● **Records**
○ ○ ○
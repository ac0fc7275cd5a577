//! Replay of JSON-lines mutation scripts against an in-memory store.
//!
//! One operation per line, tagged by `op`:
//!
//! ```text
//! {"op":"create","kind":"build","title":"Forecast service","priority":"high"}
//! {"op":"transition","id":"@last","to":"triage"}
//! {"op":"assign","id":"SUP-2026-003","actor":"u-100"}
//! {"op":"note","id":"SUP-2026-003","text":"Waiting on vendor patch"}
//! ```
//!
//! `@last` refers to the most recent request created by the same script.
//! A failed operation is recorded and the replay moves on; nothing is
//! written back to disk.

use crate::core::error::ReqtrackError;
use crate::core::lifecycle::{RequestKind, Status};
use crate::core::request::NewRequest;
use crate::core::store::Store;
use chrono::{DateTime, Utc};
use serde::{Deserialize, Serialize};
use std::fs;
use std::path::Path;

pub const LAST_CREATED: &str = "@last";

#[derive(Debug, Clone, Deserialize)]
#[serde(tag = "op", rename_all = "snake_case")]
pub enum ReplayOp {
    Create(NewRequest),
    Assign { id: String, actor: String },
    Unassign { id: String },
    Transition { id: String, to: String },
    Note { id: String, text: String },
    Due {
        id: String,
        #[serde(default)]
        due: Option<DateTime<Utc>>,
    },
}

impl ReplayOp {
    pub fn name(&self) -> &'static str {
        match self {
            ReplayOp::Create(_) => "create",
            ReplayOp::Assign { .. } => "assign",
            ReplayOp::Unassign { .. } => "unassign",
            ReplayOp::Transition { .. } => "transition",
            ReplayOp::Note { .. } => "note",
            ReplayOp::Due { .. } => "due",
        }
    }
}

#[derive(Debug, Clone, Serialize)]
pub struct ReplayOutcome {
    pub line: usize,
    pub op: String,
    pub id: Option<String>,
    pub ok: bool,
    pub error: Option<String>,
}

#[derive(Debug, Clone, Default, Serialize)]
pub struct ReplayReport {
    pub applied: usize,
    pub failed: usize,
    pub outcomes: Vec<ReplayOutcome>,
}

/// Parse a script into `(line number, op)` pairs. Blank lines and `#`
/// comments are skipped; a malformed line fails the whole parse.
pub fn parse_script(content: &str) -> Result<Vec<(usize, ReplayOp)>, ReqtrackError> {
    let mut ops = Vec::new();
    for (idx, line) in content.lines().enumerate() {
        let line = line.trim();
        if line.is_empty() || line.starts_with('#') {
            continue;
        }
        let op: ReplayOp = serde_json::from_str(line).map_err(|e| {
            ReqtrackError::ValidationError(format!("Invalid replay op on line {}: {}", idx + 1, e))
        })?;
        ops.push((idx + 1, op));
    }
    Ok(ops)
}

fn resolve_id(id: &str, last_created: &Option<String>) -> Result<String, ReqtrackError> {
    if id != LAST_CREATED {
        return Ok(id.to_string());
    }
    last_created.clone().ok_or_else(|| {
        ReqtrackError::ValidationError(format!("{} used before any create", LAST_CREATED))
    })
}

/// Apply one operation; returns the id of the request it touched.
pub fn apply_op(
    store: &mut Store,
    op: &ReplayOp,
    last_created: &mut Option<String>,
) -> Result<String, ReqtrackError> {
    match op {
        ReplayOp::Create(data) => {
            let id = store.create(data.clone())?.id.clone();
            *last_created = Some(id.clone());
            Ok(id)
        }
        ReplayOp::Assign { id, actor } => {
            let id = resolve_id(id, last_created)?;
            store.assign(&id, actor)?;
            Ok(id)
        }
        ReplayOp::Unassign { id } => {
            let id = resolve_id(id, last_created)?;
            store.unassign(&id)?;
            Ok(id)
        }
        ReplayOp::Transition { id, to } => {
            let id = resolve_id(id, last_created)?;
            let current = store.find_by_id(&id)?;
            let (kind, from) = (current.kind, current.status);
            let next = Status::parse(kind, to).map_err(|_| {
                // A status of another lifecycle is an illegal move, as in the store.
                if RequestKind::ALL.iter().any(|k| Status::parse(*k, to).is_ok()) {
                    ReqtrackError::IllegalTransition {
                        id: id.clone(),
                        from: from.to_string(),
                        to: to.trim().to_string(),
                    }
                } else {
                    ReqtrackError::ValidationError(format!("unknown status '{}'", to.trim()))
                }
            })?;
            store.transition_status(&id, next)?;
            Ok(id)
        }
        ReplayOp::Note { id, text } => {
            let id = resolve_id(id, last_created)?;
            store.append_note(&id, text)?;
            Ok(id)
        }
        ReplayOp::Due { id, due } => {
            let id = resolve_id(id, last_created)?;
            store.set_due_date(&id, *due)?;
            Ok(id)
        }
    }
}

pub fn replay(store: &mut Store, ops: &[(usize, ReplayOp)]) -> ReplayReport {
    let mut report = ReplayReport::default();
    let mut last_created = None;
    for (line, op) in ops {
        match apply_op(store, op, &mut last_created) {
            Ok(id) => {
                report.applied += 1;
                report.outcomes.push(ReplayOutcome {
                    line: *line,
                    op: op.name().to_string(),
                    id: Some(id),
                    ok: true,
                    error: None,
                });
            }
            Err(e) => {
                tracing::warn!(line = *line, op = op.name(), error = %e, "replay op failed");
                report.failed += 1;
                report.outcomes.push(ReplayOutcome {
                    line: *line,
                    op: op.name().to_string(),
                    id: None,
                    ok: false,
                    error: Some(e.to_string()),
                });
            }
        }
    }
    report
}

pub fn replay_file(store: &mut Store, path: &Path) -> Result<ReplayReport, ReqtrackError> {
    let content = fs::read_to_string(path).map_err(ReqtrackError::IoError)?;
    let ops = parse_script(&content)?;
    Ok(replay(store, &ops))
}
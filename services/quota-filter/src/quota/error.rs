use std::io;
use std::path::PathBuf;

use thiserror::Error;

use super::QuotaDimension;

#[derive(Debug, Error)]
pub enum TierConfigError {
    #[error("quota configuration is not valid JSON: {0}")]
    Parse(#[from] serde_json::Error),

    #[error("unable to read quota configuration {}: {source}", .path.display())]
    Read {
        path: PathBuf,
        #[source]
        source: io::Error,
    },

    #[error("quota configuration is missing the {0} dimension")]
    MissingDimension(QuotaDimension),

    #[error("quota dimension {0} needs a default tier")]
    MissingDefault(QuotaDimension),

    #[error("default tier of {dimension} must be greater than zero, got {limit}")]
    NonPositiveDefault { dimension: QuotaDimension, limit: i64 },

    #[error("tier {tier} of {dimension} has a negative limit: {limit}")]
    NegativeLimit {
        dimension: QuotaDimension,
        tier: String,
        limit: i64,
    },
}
○ ○ ○
● **Description of the task**
Counting only lines that hold the string "derive", how many are there in the listing above? Give that number by itself.

● **Response to the exercise**
4